Pffft speak for yourself, when we move in the next couple of years we're going to Devon because its simply better there. Except I'll probably be in University halls by the time we actually sell this place


----------



## the lancaster kicks ass (Oct 29, 2006)

where're you going to Uni?


----------



## Matt308 (Oct 29, 2006)

Fullers ESB. English beers rule.


----------



## cheddar cheese (Oct 29, 2006)

No idea. But it wont be anywhere near here.


----------



## mkloby (Oct 30, 2006)

There are good beers and not so good beers - think it depends on your mood. I'm partial to sam adams brews, killians, guinness on occasion - but love the local brews much more. Best thing that's happened to beer since it's creation.


----------



## ndicki (Oct 30, 2006)

Anything that's been pasteurised you can keep - it's crap.


----------



## Twitch (Oct 30, 2006)

The best beer is FREE beer!


----------



## mkloby (Oct 30, 2006)

Twitch said:


> The best beer is FREE beer!



Now you're thinking!


----------



## Matt308 (Nov 1, 2006)

Yeah, but where is that? I'm not aware that Utopia had a street address.


----------



## mkloby (Nov 2, 2006)

Matt308 said:


> Yeah, but where is that? I'm not aware that Utopia had a street address.

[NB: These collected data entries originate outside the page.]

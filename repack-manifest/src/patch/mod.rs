// Copyright 2024 Google LLC
//
// Licensed under the Apache License, Version 2.0 (the "License");
// you may not use this file except in compliance with the License.
// You may obtain a copy of the License at
//
//     http://www.apache.org/licenses/LICENSE-2.0
//
// Unless required by applicable law or agreed to in writing, software
// distributed under the License is distributed on an "AS IS" BASIS,
// WITHOUT WARRANTIES OR CONDITIONS OF ANY KIND, either express or implied.
// See the License for the specific language governing permissions and
// limitations under the License.


//! Manifest rewriting with a three-step fallback.
//!
//! [PatchTier::Full] applies every edit. [PatchTier::Safe] drops the display
//! name override, which is the edit most likely to be malformed.
//! [PatchTier::Fallback] hands back the input untouched. [patch_manifest]
//! walks the tiers in that order and never fails.

pub mod components;
pub mod naming;

use crate::{
    component_table::ComponentTable,
    decoder::decode_document,
    document::{AttrKey, BinaryDocument, Element},
    encoder::encode_document
};
use repack_common::*;
use tracing::{info, warn};

#[derive(Debug, Clone, Default, PartialEq, Eq)]
pub enum RenameRequest {
    /// Keep the original package name.
    #[default]
    Keep,
    /// Derive a sibling name with [naming::generate_variant].
    Variant,
    Custom(String)
}

#[derive(Debug, Clone, Default, PartialEq, Eq)]
pub struct PatchOptions {
    pub rename: RenameRequest,
    /// Replaces `<application android:label>` when set.
    pub display_name: Option<String>,
    pub components: ComponentTable
}

impl PatchOptions {
    pub fn without_display_name(&self) -> PatchOptions {
        PatchOptions {
            display_name: None,
            ..self.clone()
        }
    }
}

#[derive(Debug, Clone, Copy, PartialEq, Eq)]
pub enum PatchTier {
    Full,
    Safe,
    Fallback
}

impl PatchTier {
    pub fn apply(self, manifest: &[u8], options: &PatchOptions) -> Result<Vec<u8>> {
        match self {
            PatchTier::Full => full_patch(manifest, options),
            PatchTier::Safe => safe_patch(manifest, options),
            PatchTier::Fallback => Ok(manifest.to_vec())
        }
    }
}

#[derive(Debug)]
pub struct PatchOutcome {
    pub manifest: Vec<u8>,
    pub tier: PatchTier,
    /// Why each earlier tier was abandoned.
    pub failures: Vec<(PatchTier, PackError)>
}

/// Patches `manifest`, degrading through the tiers until one produces a
/// manifest that decodes and has the expected shape.
pub fn patch_manifest(manifest: &[u8], options: &PatchOptions) -> PatchOutcome {
    let mut failures = vec![];
    for tier in [PatchTier::Full, PatchTier::Safe] {
        let patched = tier.apply(manifest, options).and_then(|bytes| {
            validate_manifest(&bytes)?;
            Ok(bytes)
        });
        match patched {
            Ok(patched) => {
                info!(?tier, "manifest patched");
                return PatchOutcome {
                    manifest: patched,
                    tier,
                    failures
                };
            }
            Err(err) => {
                warn!(?tier, %err, "manifest patch tier failed");
                failures.push((tier, err));
            }
        }
    }

    warn!("keeping the original manifest");
    PatchOutcome {
        manifest: manifest.to_vec(),
        tier: PatchTier::Fallback,
        failures
    }
}

pub fn full_patch(manifest: &[u8], options: &PatchOptions) -> Result<Vec<u8>> {
    let mut document = decode_document(manifest)?;
    patch_document(&mut document, options)?;
    encode_document(&document)
}

pub fn safe_patch(manifest: &[u8], options: &PatchOptions) -> Result<Vec<u8>> {
    full_patch(manifest, &options.without_display_name())
}

/// Decodes `manifest` and checks for a `<manifest>` root with an
/// `<application>` child.
pub fn validate_manifest(manifest: &[u8]) -> Result<()> {
    check_shape(&decode_document(manifest)?.root)
}

fn check_shape(root: &Element) -> Result<()> {
    if root.name != "manifest" {
        return Err(PackError::NotAManifest);
    }
    if root.child("application").is_none() {
        return Err(PackError::MissingElement("application".into()));
    }
    Ok(())
}

fn application_mut(manifest: &mut Element) -> Result<&mut Element> {
    manifest
        .child_mut("application")
        .ok_or_else(|| PackError::MissingElement("application".into()))
}

// AAPT2 build stamps that some installers reject on a modified manifest
fn build_metadata_keys() -> [AttrKey; 4] {
    [
        AttrKey::android("compileSdkVersion"),
        AttrKey::android("compileSdkVersionCodename"),
        AttrKey::plain("platformBuildVersionCode"),
        AttrKey::plain("platformBuildVersionName")
    ]
}

/// Applies every edit in `options` to a decoded manifest.
pub fn patch_document(document: &mut BinaryDocument, options: &PatchOptions) -> Result<()> {
    let manifest = &mut document.root;
    check_shape(manifest)?;

    for key in build_metadata_keys() {
        manifest.remove(key);
    }

    if let Some(display_name) = &options.display_name {
        if display_name.trim().is_empty() {
            return Err(PackError::InvalidDisplayName);
        }
        application_mut(manifest)?.set_string(AttrKey::android("label"), display_name);
    }

    let original = manifest
        .string(AttrKey::plain("package"))
        .ok_or_else(|| PackError::InvalidPackageName(String::new()))?
        .to_string();
    let package = match renamed_package(&original, &options.rename) {
        Some(renamed) => {
            naming::rename_package(manifest, &original, &renamed);
            info!(%original, %renamed, "package renamed");
            renamed
        }
        None => original
    };

    let min_sdk = components::declared_min_sdk(manifest);
    components::ensure_permissions(manifest, &options.components);
    components::ensure_components(
        application_mut(manifest)?,
        &options.components,
        &package,
        min_sdk
    );
    Ok(())
}

fn renamed_package(original: &str, rename: &RenameRequest) -> Option<String> {
    let candidate = match rename {
        RenameRequest::Keep => return None,
        RenameRequest::Variant => naming::generate_variant(original),
        RenameRequest::Custom(name) => name.trim().to_string()
    };
    if candidate == original {
        return None;
    }
    if !naming::is_valid_package_name(&candidate) {
        warn!(%candidate, "not renaming to an invalid package name");
        return None;
    }
    Some(candidate)
}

You never crashed another units party? There's always free beer and food, plus you didn't pay the unit dues! It's a win-win for you!


----------



## ndicki (Nov 2, 2006)

The best way otherwise is to drop in where the squaddies are watering, just before they've had too much. They'll buy the stuff for you - your job is to get out again before they get over-familiar...


----------